Collected data entries
---------------
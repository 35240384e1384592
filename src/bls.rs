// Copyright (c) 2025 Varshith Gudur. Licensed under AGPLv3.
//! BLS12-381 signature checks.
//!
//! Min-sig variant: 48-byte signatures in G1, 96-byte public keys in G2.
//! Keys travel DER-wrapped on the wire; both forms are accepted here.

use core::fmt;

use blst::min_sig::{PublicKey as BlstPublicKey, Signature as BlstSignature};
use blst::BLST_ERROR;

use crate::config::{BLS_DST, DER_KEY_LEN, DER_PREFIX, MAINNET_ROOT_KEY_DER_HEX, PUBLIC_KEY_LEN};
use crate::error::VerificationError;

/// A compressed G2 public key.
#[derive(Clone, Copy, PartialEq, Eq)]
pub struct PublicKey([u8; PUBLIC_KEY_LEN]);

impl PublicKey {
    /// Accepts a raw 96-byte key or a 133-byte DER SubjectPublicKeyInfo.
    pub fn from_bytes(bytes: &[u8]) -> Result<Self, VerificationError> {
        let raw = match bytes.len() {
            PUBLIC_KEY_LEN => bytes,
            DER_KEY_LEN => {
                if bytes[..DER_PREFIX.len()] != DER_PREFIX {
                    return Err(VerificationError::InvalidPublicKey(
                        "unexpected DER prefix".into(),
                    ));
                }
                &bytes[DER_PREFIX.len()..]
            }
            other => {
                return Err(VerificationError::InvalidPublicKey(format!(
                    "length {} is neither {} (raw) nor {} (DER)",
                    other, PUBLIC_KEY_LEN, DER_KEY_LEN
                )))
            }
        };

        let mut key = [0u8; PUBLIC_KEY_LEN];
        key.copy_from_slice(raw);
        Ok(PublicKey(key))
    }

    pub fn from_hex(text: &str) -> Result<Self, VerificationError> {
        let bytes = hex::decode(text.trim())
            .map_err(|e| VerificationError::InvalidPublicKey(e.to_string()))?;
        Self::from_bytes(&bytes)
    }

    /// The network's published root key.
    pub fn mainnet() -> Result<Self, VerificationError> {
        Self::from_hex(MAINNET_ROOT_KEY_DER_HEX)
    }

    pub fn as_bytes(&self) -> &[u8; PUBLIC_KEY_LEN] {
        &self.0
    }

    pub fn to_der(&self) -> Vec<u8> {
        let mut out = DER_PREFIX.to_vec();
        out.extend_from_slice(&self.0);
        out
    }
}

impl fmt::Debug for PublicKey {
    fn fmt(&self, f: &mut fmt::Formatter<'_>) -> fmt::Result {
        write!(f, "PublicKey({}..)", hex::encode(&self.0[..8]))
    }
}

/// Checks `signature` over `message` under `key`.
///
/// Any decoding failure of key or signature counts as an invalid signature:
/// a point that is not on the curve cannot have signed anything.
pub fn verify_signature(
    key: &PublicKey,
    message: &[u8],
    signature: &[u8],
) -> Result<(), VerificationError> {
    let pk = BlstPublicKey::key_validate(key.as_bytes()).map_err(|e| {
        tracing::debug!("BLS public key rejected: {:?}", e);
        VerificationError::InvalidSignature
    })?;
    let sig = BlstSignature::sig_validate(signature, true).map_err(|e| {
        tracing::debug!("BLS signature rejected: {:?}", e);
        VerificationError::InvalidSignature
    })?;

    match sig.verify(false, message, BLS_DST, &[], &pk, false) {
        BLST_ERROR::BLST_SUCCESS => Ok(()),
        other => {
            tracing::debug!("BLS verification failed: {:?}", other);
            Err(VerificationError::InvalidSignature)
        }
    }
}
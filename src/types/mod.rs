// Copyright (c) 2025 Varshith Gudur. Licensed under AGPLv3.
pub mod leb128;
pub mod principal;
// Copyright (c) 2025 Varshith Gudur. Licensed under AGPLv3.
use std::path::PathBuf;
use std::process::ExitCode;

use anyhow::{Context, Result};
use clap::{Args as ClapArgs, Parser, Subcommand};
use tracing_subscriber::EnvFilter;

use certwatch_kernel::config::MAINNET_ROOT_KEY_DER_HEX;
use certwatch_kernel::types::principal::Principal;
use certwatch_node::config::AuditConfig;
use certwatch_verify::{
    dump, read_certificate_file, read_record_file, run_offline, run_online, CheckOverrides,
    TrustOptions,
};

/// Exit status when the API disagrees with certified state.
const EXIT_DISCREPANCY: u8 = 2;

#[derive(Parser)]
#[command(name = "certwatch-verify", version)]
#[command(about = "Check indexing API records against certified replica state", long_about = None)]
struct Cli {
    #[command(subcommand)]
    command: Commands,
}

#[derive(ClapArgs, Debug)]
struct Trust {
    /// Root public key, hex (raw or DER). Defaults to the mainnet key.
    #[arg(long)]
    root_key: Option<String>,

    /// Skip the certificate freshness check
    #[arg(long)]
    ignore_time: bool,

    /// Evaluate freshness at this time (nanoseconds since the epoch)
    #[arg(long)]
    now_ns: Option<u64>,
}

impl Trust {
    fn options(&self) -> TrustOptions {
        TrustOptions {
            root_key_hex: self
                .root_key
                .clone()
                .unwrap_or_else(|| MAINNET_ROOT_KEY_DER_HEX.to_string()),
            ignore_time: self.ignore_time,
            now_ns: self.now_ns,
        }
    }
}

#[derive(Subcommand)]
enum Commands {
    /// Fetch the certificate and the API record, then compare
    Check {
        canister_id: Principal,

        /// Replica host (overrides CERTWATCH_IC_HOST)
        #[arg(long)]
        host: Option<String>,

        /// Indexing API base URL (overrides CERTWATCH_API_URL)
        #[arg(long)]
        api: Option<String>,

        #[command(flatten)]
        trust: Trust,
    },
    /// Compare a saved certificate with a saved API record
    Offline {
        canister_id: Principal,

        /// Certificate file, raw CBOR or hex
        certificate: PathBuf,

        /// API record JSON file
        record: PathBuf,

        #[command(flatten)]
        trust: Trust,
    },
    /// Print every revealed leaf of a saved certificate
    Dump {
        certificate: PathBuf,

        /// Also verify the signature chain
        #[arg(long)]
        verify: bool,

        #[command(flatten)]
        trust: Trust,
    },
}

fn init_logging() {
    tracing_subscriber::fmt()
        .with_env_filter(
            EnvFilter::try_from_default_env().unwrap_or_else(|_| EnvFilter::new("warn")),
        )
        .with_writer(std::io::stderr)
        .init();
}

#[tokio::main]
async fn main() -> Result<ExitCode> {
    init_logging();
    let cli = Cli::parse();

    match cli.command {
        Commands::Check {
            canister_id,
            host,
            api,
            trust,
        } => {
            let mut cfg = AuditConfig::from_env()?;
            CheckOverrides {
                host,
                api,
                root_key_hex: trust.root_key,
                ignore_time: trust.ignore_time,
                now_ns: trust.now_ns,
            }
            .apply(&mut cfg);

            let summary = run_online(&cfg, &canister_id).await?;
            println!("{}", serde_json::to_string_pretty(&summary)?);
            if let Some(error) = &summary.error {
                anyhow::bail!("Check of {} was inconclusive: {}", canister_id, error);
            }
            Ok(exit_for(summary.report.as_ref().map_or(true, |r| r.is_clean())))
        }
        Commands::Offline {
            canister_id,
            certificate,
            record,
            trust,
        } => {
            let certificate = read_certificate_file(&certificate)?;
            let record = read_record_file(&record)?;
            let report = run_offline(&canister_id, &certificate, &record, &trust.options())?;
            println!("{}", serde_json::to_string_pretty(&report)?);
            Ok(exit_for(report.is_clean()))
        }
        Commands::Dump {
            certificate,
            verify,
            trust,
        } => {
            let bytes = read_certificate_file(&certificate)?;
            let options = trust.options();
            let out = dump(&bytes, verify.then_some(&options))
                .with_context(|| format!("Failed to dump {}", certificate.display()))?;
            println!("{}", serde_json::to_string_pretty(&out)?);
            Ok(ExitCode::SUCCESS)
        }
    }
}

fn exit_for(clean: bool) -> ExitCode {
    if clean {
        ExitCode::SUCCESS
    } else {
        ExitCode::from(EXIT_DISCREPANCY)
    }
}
---------------
• _Exercise directions_:
Retype the data in full, exactly.

• _Written solution_:
repository 35240384e1384592
filename src/bls.rs
// Copyright (c) 2025 Varshith Gudur. Licensed under AGPLv3.
//! BLS12-381 signature checks.
//!
//! Min-sig variant: 48-byte signatures in G1, 96-byte public keys in G2.
//! Keys travel DER-wrapped on the wire; both forms are accepted here.

use core::fmt;

use blst::min_sig::{PublicKey as BlstPublicKey, Signature as BlstSignature};
use blst::BLST_ERROR;

use crate::config::{BLS_DST, DER_KEY_LEN, DER_PREFIX, MAINNET_ROOT_KEY_DER_HEX, PUBLIC_KEY_LEN};
use crate::error::VerificationError;

/// A compressed G2 public key.
#[derive(Clone, Copy, PartialEq, Eq)]
pub struct PublicKey([u8; PUBLIC_KEY_LEN]);

impl PublicKey {
    /// Accepts a raw 96-byte key or a 133-byte DER SubjectPublicKeyInfo.
    pub fn from_bytes(bytes: &[u8]) -> Result<Self, VerificationError> {
        let raw = match bytes.len() {
            PUBLIC_KEY_LEN => bytes,
            DER_KEY_LEN => {
                if bytes[..DER_PREFIX.len()] != DER_PREFIX {
                    return Err(VerificationError::InvalidPublicKey(
                        "unexpected DER prefix".into(),
                    ));
                }
                &bytes[DER_PREFIX.len()..]
            }
            other => {
                return Err(VerificationError::InvalidPublicKey(format!(
                    "length {} is neither {} (raw) nor {} (DER)",
                    other, PUBLIC_KEY_LEN, DER_KEY_LEN
                )))
            }
        };

        let mut key = [0u8; PUBLIC_KEY_LEN];
        key.copy_from_slice(raw);
        Ok(PublicKey(key))
    }

    pub fn from_hex(text: &str) -> Result<Self, VerificationError> {
        let bytes = hex::decode(text.trim())
            .map_err(|e| VerificationError::InvalidPublicKey(e.to_string()))?;
        Self::from_bytes(&bytes)
    }

    /// The network's published root key.
    pub fn mainnet() -> Result<Self, VerificationError> {
        Self::from_hex(MAINNET_ROOT_KEY_DER_HEX)
    }

    pub fn as_bytes(&self) -> &[u8; PUBLIC_KEY_LEN] {
        &self.0
    }

    pub fn to_der(&self) -> Vec<u8> {
        let mut out = DER_PREFIX.to_vec();
        out.extend_from_slice(&self.0);
        out
    }
}

impl fmt::Debug for PublicKey {
    fn fmt(&self, f: &mut fmt::Formatter<'_>) -> fmt::Result {
        write!(f, "PublicKey({}..)", hex::encode(&self.0[..8]))
    }
}

/// Checks `signature` over `message` under `key`.
///
/// Any decoding failure of key or signature counts as an invalid signature:
/// a point that is not on the curve cannot have signed anything.
pub fn verify_signature(
    key: &PublicKey,
    message: &[u8],
    signature: &[u8],
) -> Result<(), VerificationError> {
    let pk = BlstPublicKey::key_validate(key.as_bytes()).map_err(|e| {
        tracing::debug!("BLS public key rejected: {:?}", e);
        VerificationError::InvalidSignature
    })?;
    let sig = BlstSignature::sig_validate(signature, true).map_err(|e| {
        tracing::debug!("BLS signature rejected: {:?}", e);
        VerificationError::InvalidSignature
    })?;

    match sig.verify(false, message, BLS_DST, &[], &pk, false) {
        BLST_ERROR::BLST_SUCCESS => Ok(()),
        other => {
            tracing::debug!("BLS verification failed: {:?}", other);
            Err(VerificationError::InvalidSignature)
        }
    }
}
filename src/types/mod.rs
// Copyright (c) 2025 Varshith Gudur. Licensed under AGPLv3.
pub mod leb128;
pub mod principal;
// Copyright (c) 2025 Varshith Gudur. Licensed under AGPLv3.
use std::path::PathBuf;
use std::process::ExitCode;

use anyhow::{Context, Result};
use clap::{Args as ClapArgs, Parser, Subcommand};
use tracing_subscriber::EnvFilter;

use certwatch_kernel::config::MAINNET_ROOT_KEY_DER_HEX;
use certwatch_kernel::types::principal::Principal;
use certwatch_node::config::AuditConfig;
use certwatch_verify::{
    dump, read_certificate_file, read_record_file, run_offline, run_online, CheckOverrides,
    TrustOptions,
};

/// Exit status when the API disagrees with certified state.
const EXIT_DISCREPANCY: u8 = 2;

#[derive(Parser)]
#[command(name = "certwatch-verify", version)]
#[command(about = "Check indexing API records against certified replica state", long_about = None)]
struct Cli {
    #[command(subcommand)]
    command: Commands,
}

#[derive(ClapArgs, Debug)]
struct Trust {
    /// Root public key, hex (raw or DER). Defaults to the mainnet key.
    #[arg(long)]
    root_key: Option<String>,

    /// Skip the certificate freshness check
    #[arg(long)]
    ignore_time: bool,

    /// Evaluate freshness at this time (nanoseconds since the epoch)
    #[arg(long)]
    now_ns: Option<u64>,
}

impl Trust {
    fn options(&self) -> TrustOptions {
        TrustOptions {
            root_key_hex: self
                .root_key
                .clone()
                .unwrap_or_else(|| MAINNET_ROOT_KEY_DER_HEX.to_string()),
            ignore_time: self.ignore_time,
            now_ns: self.now_ns,
        }
    }
}

#[derive(Subcommand)]
enum Commands {
    /// Fetch the certificate and the API record, then compare
    Check {
        canister_id: Principal,

        /// Replica host (overrides CERTWATCH_IC_HOST)
        #[arg(long)]
        host: Option<String>,

        /// Indexing API base URL (overrides CERTWATCH_API_URL)
        #[arg(long)]
        api: Option<String>,

        #[command(flatten)]
        trust: Trust,
    },
    /// Compare a saved certificate with a saved API record
    Offline {
        canister_id: Principal,

        /// Certificate file, raw CBOR or hex
        certificate: PathBuf,

        /// API record JSON file
        record: PathBuf,

        #[command(flatten)]
        trust: Trust,
    },
    /// Print every revealed leaf of a saved certificate
    Dump {
        certificate: PathBuf,

        /// Also verify the signature chain
        #[arg(long)]
        verify: bool,

        #[command(flatten)]
        trust: Trust,
    },
}

fn init_logging() {
    tracing_subscriber::fmt()
        .with_env_filter(
            EnvFilter::try_from_default_env().unwrap_or_else(|_| EnvFilter::new("warn")),
        )
        .with_writer(std::io::stderr)
        .init();
}

#[tokio::main]
async fn main() -> Result<ExitCode> {
    init_logging();
    let cli = Cli::parse();

    match cli.command {
        Commands::Check {
            canister_id,
            host,
            api,
            trust,
        } => {
            let mut cfg = AuditConfig::from_env()?;
            CheckOverrides {
                host,
                api,
                root_key_hex: trust.root_key,
                ignore_time: trust.ignore_time,
                now_ns: trust.now_ns,
            }
            .apply(&mut cfg);

            let summary = run_online(&cfg, &canister_id).await?;
            println!("{}", serde_json::to_string_pretty(&summary)?);
            if let Some(error) = &summary.error {
                anyhow::bail!("Check of {} was inconclusive: {}", canister_id, error);
            }
            Ok(exit_for(summary.report.as_ref().map_or(true, |r| r.is_clean())))
        }
        Commands::Offline {
            canister_id,
            certificate,
            record,
            trust,
        } => {
            let certificate = read_certificate_file(&certificate)?;
            let record = read_record_file(&record)?;
            let report = run_offline(&canister_id, &certificate, &record, &trust.options())?;
            println!("{}", serde_json::to_string_pretty(&report)?);
            Ok(exit_for(report.is_clean()))
        }
        Commands::Dump {
            certificate,
            verify,
            trust,
        } => {
            let bytes = read_certificate_file(&certificate)?;
            let options = trust.options();
            let out = dump(&bytes, verify.then_some(&options))
                .with_context(|| format!("Failed to dump {}", certificate.display()))?;
            println!("{}", serde_json::to_string_pretty(&out)?);
            Ok(ExitCode::SUCCESS)
        }
    }
}

fn exit_for(clean: bool) -> ExitCode {
    if clean {
        ExitCode::SUCCESS
    } else {
        ExitCode::from(EXIT_DISCREPANCY)
    }
}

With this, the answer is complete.